Cet inconnu, arrivé si providentiellement pour le chasseur, n’était autre que le comte Charles-Édouard de Beaulieu, que le lecteur a déjà sans doute reconnu.

« Holà ! cria le comte, d’une voix forte, venez ici, Ivon.

— Me voici, monsieur le comte, » répondit une voix partant de la forêt.

Et un second cavalier, bondissant dans la clairière, vint froidernent se ranger auprès du premier.

Celui-ci était Ivon Kergollec, valet de chambre du comte.

Il y avait quelque chose d’étrange dans le groupe formé par ces trois hommes impassibles au milieu d’une centaine d’Indiens qui hurlaient autour d’eux.

Le comte, le lorgnon à l’œil, fièrement campé sur son cheval, le regard superbe et la lèvre dédaigneuse, faisait jouer les batteries de son fusil.

Balle-Franche, un pistolet de chaque main, se préparait à vendre chèrement sa vie, tandis que le domestique attendait tranquillement l’ordre de charger les sauvages.

Les Indiens, furieux de l’audace des blancs, s’excitaient, avec force cris et gestes, à tirer une prompte vengeance des imprudents qui étaient venus si étourdiment se livrer entre leurs mains.

« Ils sont fort laids, ces Indiens, dit le comte. Maintenant que vous voilà libre, mon ami, nous n’avons plus rien à faire ici ; partons. »

Et il fit un geste pour s’ouvrir passage.

Les Pieds— Noirs firent un mouvement en avant.

« Prenez garde ! s’écria Balle-Franche.

— Allons donc ! reprit le comte en haussant les épaules ; est-ce que ces drôles prétendraient me barrer le passage, par hasard ? »

Le chasseur le regarda de l’air d’un homme qui ne sait pas au juste s’il a affaire à un fou ou à un être doué de raison, tant cette réponse lui semblait extraordinaire.

Le comte fit sentir l’éperon à son cheval.

« Eh ! murmura Balle-Franche, il va se faire tuer ; c’est égal, c’est un rude homme : je ne l’abandonnerai pas. »

En effet, le moment était critique ; les Indiens, réunis en masse serrée, se préparaient à tenter une charge désespérée contre les trois hommes :

Charge qui serait probablement décisive, car les Européens, sans abri et offrant leurs corps entiers à découvert aux coups de leurs ennemis, ne pouvaient prétendre leur échapper.

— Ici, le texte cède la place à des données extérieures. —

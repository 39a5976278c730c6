//! Application state shared across handlers.

use std::sync::Arc;

use sqlx::PgPool;

use crate::config::AuthConfig;
use crate::db::Repositories;
use crate::services::{
    OrderService, PasswordHashing, PetService, ServiceError, TokenCodec, UserService,
};

/// Application state shared across all handlers.
///
/// Cheaply cloneable via `Arc`; built once at startup and never mutated.
#[derive(Clone)]
pub struct AppState {
    inner: Arc<AppStateInner>,
}

struct AppStateInner {
    pool: Option<PgPool>,
    tokens: TokenCodec,
    pets: PetService,
    orders: OrderService,
    users: UserService,
}

impl AppState {
    /// Create state backed by `PostgreSQL`.
    ///
    /// # Errors
    ///
    /// Returns `ServiceError::Credential` if the password hasher cannot be
    /// primed.
    pub fn new(auth: &AuthConfig, pool: PgPool) -> Result<Self, ServiceError> {
        let repositories = Repositories::postgres(&pool);
        Self::build(auth, repositories, PasswordHashing::default(), Some(pool))
    }

    /// Create state over arbitrary repositories, with no database pool.
    ///
    /// Readiness always reports healthy for such state.
    ///
    /// # Errors
    ///
    /// Returns `ServiceError::Credential` if the password hasher cannot be
    /// primed.
    pub fn from_repositories(
        auth: &AuthConfig,
        repositories: Repositories,
        passwords: PasswordHashing,
    ) -> Result<Self, ServiceError> {
        Self::build(auth, repositories, passwords, None)
    }

    fn build(
        auth: &AuthConfig,
        repositories: Repositories,
        passwords: PasswordHashing,
        pool: Option<PgPool>,
    ) -> Result<Self, ServiceError> {
        let tokens = TokenCodec::new(auth);
        let users = UserService::new(repositories.users, tokens.clone(), passwords)?;

        Ok(Self {
            inner: Arc::new(AppStateInner {
                pool,
                tokens,
                pets: PetService::new(repositories.pets),
                orders: OrderService::new(repositories.orders),
                users,
            }),
        })
    }

    /// Database pool, when running against `PostgreSQL`.
    #[must_use]
    pub fn pool(&self) -> Option<&PgPool> {
        self.inner.pool.as_ref()
    }

    #[must_use]
    pub fn tokens(&self) -> &TokenCodec {
        &self.inner.tokens
    }

    #[must_use]
    pub fn pets(&self) -> &PetService {
        &self.inner.pets
    }

    #[must_use]
    pub fn orders(&self) -> &OrderService {
        &self.inner.orders
    }

    #[must_use]
    pub fn users(&self) -> &UserService {
        &self.inner.users
    }
}
//! Order service.
//!
//! Orders carry no validation beyond their shape. The delivered-order delete
//! guard lives in [`OrderRepository::delete`] so the check and the delete can
//! share a transaction.

use std::collections::BTreeMap;
use std::sync::Arc;

use petstore_core::{Order, OrderId};

use super::ServiceError;
use crate::db::OrderRepository;

const ENTITY: &str = "order";

#[derive(Clone)]
pub struct OrderService {
    repo: Arc<dyn OrderRepository>,
}

impl OrderService {
    #[must_use]
    pub fn new(repo: Arc<dyn OrderRepository>) -> Self {
        Self { repo }
    }

    /// # Errors
    ///
    /// Returns `ServiceError::Repository` on store failure.
    pub async fn create_order(&self, order: &Order) -> Result<Order, ServiceError> {
        let created = self
            .repo
            .create(order)
            .await
            .map_err(ServiceError::for_entity(ENTITY))?;

        tracing::info!(order_id = %created.id, pet_id = %created.pet_id, "order placed");
        Ok(created)
    }

    /// # Errors
    ///
    /// Returns `ServiceError::NotFound` if the order does not exist.
    pub async fn find_order_by_id(&self, id: OrderId) -> Result<Order, ServiceError> {
        self.repo
            .find_by_id(id)
            .await
            .map_err(ServiceError::for_entity(ENTITY))
    }

    /// # Errors
    ///
    /// Returns `ServiceError::Conflict` if the order was delivered and
    /// `ServiceError::NotFound` if it does not exist.
    pub async fn delete_order(&self, id: OrderId) -> Result<(), ServiceError> {
        self.repo
            .delete(id)
            .await
            .map_err(ServiceError::for_entity(ENTITY))?;

        tracing::info!(order_id = %id, "order deleted");
        Ok(())
    }

    /// Order counts keyed by status.
    ///
    /// # Errors
    ///
    /// Returns `ServiceError::Repository` on store failure.
    pub async fn inventory(&self) -> Result<BTreeMap<String, i64>, ServiceError> {
        self.repo
            .inventory()
            .await
            .map_err(ServiceError::for_entity(ENTITY))
    }
}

C’était cependant la conviction du comte. Sans remarquer les gestes et les cris hostiles des Peaux-Rouges, le lorgnon toujours à l’œil, il s’avança vers eux.

Depuis l’apparition du comte, le sachem indien, comme frappé de stupeur à sa vue, n’avait pas fait un geste et était demeuré les yeux fixés sur lui, en proie à une émotion extraordinaire.

Soudain, au moment où les guerriers Pieds-Noirs épaulaient leurs fusils ou ajustaient leurs flèches aux arcs, Natah-Otann sembla prendre une résolution subite ; il se jeta en avant, et, levant sa robe de bison :

« Arrêtez !… » cria-t-il d’une voix forte.

Les Indiens, dociles à la voix de leur chef, obéirent immédiatement.

Le sachem fit trois pas, s’inclina respectueusement devant le comte, et lui dit d’une voix soumise :

« Que mon père pardonne à ses enfants, ils ne le connaissaient pas ; mais mon père est grand, son pouvoir est immense, sa bonté infinie ; il oubliera ce que leur conduite a eu d’offensant pour lui. »

Balle-Franche, étonné de cette harangue, la traduisit au comte en lui avouant naïvement qu’il n’y comprenait rien.

« Pardieu ! répondit le comte en souriant, ils ont peur.

— Hum ! grommela le chasseur, cela n’est pas clair, il y a autre chose ! c’est égal, agissons de ruse. »

Alors il se tourna vers Natah-Otann :

« Le grand chef pâle est satisfait du respect de ses enfants rouges pour lui, dit-il, il leur pardonne. »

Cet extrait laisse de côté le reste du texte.